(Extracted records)
____
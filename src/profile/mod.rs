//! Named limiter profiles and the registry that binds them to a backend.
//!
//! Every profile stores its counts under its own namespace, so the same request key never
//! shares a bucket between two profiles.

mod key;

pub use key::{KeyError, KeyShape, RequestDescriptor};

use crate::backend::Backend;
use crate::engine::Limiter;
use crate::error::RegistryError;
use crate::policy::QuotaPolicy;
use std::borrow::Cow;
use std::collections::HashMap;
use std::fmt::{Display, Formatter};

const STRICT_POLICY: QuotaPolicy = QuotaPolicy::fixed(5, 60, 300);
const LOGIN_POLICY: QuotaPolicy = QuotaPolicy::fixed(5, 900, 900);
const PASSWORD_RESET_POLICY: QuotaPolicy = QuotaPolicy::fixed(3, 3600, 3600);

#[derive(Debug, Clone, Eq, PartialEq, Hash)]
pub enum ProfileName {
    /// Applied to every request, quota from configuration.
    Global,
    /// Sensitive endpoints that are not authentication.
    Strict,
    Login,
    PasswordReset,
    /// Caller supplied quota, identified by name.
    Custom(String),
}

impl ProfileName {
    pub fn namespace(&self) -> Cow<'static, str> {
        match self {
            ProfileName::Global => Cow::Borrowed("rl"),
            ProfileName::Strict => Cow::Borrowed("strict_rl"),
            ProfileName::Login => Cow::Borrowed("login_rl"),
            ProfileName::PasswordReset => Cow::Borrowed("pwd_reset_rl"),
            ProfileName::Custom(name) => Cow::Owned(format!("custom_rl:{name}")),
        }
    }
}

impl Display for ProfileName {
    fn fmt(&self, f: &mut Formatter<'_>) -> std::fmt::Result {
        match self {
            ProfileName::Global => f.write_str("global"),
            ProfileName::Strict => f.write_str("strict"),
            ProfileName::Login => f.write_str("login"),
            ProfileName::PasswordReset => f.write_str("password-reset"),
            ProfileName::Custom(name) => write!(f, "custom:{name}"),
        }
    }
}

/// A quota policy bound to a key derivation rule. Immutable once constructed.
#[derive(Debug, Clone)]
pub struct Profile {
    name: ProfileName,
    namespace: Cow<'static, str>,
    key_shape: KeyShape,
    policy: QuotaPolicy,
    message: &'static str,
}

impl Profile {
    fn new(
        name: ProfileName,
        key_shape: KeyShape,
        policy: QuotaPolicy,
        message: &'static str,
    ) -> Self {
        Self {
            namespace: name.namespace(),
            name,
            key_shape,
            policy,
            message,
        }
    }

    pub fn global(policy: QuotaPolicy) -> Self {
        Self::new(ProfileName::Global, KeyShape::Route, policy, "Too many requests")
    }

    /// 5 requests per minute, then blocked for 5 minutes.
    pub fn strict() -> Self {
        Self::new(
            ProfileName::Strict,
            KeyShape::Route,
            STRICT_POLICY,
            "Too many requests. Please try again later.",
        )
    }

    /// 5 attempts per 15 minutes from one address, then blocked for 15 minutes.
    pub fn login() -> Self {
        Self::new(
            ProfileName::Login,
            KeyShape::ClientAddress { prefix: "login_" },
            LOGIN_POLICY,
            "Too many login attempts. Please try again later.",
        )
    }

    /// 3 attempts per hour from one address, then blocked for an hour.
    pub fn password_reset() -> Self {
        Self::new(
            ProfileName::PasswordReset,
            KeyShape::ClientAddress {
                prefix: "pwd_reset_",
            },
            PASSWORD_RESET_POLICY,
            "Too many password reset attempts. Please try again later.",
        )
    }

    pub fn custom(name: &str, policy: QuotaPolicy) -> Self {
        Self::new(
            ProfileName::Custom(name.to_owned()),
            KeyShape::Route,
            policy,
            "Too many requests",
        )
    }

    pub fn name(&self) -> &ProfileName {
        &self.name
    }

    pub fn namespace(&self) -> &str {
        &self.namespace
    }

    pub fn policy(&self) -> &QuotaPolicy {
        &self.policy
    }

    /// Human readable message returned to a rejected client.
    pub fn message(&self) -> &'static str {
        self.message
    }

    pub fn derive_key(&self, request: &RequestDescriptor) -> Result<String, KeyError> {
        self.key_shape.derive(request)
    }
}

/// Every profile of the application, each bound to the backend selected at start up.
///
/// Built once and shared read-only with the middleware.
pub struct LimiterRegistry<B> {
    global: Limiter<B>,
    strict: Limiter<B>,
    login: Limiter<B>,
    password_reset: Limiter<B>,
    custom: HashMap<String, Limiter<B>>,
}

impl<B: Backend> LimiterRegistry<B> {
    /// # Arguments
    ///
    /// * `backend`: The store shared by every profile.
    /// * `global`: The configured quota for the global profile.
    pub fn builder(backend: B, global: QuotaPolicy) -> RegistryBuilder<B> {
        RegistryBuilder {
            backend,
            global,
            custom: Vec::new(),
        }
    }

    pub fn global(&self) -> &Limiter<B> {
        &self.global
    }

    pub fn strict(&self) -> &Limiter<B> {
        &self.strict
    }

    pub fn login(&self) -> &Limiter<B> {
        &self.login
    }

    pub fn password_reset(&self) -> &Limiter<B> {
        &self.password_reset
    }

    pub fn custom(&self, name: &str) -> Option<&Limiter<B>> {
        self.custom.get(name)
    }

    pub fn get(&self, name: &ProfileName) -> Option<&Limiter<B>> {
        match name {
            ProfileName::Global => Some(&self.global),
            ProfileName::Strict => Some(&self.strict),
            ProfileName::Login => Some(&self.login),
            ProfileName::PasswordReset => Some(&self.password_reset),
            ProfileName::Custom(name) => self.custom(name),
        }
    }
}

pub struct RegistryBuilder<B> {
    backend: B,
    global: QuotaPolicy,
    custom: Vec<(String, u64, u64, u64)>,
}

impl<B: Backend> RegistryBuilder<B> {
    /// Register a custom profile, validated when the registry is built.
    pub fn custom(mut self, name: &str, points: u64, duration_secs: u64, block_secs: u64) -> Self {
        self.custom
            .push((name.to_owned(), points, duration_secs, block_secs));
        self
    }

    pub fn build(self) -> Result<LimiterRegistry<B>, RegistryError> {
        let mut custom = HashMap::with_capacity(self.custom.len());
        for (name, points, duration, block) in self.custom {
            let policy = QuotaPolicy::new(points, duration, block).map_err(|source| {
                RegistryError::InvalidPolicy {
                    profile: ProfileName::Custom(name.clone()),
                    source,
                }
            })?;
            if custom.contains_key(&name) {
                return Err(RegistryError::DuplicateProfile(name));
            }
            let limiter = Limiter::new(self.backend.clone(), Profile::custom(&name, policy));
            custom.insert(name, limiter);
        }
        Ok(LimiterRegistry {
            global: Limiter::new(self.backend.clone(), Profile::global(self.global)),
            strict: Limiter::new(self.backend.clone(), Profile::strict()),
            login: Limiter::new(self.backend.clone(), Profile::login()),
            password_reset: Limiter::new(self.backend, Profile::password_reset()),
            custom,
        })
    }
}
____
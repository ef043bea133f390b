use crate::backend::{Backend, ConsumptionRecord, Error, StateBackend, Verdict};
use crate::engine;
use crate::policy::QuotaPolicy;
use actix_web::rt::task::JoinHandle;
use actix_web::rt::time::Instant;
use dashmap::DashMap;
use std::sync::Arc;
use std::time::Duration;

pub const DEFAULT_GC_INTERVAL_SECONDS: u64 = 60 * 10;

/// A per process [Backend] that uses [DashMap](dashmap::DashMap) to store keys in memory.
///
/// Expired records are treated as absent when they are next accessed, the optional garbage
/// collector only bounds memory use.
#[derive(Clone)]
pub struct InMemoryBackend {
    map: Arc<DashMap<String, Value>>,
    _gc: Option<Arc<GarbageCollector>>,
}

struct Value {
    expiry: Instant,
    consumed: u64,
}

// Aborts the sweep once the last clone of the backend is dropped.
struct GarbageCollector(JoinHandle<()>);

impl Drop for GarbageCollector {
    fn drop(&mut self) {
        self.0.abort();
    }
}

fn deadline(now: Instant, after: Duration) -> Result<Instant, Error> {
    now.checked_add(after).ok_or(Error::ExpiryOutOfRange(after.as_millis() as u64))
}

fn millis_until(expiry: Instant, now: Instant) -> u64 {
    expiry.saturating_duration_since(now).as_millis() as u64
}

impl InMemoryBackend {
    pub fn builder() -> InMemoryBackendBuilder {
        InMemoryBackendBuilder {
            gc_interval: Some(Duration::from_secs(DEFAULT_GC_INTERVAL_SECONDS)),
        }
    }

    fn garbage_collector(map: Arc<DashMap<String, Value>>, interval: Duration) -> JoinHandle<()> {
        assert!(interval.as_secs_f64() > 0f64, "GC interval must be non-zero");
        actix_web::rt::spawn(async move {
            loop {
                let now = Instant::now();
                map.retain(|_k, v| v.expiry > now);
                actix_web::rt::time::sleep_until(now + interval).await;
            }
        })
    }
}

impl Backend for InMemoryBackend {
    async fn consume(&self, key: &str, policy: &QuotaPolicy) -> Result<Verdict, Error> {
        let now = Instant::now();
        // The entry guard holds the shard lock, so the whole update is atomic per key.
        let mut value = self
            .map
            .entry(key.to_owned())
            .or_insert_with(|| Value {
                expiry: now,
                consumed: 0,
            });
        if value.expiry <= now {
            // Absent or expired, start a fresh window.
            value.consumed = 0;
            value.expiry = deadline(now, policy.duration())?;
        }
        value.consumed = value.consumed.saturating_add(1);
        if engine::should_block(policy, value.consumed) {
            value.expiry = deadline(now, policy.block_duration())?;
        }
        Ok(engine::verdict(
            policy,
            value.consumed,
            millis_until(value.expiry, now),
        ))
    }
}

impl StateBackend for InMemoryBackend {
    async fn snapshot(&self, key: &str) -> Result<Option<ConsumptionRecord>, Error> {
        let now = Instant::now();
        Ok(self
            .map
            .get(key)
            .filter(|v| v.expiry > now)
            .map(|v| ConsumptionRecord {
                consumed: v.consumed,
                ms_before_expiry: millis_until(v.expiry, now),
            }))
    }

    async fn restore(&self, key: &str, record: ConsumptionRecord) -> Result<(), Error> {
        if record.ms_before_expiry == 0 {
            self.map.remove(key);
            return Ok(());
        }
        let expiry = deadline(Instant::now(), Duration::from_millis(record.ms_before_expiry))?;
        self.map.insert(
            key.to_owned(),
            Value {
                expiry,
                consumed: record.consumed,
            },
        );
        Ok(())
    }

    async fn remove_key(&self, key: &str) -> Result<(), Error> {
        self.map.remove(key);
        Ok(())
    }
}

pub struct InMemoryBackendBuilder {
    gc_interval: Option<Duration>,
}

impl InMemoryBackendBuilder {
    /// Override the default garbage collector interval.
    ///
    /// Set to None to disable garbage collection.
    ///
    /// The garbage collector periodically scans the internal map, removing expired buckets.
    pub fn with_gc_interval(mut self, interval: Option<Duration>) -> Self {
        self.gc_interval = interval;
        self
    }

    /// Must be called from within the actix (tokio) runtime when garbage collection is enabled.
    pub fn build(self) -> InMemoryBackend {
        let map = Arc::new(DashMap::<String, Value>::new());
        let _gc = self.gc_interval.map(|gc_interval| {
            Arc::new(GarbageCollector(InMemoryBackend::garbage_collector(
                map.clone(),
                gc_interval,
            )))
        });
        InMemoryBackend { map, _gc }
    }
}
____
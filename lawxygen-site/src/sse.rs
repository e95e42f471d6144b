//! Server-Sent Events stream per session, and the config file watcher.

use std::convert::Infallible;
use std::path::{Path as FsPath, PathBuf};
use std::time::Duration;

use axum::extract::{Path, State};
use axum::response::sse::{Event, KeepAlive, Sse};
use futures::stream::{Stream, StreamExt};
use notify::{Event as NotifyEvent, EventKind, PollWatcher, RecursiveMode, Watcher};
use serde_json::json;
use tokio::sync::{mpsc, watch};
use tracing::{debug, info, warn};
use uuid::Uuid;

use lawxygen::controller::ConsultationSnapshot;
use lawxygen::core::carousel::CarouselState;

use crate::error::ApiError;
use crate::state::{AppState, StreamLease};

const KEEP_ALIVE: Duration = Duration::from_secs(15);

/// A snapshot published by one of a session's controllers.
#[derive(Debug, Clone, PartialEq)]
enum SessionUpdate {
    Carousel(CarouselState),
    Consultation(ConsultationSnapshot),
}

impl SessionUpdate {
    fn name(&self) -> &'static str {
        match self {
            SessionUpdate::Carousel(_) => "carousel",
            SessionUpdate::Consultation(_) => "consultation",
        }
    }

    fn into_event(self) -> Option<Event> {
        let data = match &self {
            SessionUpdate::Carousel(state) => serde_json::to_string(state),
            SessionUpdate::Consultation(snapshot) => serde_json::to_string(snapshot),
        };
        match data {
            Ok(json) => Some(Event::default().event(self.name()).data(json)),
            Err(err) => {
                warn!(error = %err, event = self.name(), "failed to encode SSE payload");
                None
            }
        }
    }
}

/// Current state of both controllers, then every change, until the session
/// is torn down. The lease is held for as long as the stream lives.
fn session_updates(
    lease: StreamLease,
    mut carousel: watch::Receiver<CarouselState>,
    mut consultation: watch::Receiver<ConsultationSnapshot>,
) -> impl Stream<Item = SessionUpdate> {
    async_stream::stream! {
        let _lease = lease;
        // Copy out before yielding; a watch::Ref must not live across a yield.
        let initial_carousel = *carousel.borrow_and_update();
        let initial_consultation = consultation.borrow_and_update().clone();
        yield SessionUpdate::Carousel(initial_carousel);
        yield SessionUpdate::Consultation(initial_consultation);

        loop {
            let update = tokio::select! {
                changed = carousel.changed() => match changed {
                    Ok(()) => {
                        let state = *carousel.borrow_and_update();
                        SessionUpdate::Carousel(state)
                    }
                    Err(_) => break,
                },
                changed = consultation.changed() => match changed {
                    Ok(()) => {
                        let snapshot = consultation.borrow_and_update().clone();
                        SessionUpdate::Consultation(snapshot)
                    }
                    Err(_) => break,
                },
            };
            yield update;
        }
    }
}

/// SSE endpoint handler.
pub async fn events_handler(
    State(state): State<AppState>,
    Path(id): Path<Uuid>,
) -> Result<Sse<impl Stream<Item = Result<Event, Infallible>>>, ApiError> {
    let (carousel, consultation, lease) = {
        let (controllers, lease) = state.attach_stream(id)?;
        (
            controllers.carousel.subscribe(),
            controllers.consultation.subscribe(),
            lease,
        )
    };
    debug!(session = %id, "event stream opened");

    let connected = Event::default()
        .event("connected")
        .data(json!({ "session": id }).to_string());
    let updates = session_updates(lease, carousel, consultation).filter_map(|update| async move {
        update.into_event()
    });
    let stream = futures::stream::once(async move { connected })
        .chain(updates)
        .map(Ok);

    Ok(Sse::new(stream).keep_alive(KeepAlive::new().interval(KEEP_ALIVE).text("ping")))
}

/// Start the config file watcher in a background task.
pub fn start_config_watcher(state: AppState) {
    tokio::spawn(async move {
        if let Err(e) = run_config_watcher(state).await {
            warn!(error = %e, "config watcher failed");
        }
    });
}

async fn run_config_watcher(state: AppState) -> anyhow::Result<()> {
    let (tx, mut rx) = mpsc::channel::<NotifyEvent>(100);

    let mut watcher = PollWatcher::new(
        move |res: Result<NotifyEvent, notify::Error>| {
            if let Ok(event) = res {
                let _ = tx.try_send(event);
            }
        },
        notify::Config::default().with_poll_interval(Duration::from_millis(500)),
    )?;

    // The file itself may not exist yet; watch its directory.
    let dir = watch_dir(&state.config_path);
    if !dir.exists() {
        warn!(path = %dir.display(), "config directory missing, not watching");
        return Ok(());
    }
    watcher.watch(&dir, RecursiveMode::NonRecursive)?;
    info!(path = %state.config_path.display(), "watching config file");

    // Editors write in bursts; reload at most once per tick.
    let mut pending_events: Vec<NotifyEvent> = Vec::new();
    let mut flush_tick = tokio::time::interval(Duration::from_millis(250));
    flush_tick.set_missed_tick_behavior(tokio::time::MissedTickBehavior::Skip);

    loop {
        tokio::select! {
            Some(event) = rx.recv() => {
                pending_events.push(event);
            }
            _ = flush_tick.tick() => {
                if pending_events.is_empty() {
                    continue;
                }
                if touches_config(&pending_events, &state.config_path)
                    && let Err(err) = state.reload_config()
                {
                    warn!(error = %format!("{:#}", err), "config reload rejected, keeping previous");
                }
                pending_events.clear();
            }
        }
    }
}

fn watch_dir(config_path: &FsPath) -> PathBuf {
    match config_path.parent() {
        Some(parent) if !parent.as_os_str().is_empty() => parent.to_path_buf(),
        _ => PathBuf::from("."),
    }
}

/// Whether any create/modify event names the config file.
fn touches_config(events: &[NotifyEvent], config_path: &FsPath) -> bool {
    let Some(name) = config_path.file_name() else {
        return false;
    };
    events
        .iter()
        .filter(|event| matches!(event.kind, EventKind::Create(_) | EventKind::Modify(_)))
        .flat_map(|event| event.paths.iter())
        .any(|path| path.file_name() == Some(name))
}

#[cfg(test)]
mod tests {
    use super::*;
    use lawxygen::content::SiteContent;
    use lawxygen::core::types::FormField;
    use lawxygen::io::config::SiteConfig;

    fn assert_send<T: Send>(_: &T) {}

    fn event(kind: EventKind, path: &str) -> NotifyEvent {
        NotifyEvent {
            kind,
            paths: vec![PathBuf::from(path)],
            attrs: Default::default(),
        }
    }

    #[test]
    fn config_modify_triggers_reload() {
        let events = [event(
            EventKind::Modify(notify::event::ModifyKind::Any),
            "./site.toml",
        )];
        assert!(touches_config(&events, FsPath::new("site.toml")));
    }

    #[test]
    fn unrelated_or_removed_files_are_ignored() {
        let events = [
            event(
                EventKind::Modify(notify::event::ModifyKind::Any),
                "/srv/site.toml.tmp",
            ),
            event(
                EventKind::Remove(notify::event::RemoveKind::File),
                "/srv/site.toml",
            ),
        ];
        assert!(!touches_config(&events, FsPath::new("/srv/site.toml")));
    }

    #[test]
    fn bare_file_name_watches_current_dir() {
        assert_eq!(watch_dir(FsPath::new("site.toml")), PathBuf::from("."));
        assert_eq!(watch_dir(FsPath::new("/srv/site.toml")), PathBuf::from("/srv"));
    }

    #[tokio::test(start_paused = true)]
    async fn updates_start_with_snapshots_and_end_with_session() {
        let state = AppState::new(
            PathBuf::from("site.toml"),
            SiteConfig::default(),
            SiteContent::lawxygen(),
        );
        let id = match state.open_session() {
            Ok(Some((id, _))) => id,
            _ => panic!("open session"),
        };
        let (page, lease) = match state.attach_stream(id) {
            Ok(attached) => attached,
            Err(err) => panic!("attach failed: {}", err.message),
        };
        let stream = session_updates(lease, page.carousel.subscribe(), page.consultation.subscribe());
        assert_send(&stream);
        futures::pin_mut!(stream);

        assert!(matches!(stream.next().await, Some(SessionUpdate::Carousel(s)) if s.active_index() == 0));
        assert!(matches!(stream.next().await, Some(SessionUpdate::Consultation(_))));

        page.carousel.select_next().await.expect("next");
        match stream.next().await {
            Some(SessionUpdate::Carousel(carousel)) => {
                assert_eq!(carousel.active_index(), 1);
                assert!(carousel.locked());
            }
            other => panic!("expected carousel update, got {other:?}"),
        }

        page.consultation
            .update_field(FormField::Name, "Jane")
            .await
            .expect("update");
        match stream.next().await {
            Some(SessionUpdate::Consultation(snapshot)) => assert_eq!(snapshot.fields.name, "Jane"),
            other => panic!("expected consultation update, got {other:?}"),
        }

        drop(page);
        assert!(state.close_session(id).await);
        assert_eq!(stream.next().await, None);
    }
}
____
_REQUIREMENT_:
What lines in the entries contain "repository"? Report each one by copying it.

_OUTPUT OF THE TASK_:
repository ef043bea133f390b
repository e95e42f471d6144b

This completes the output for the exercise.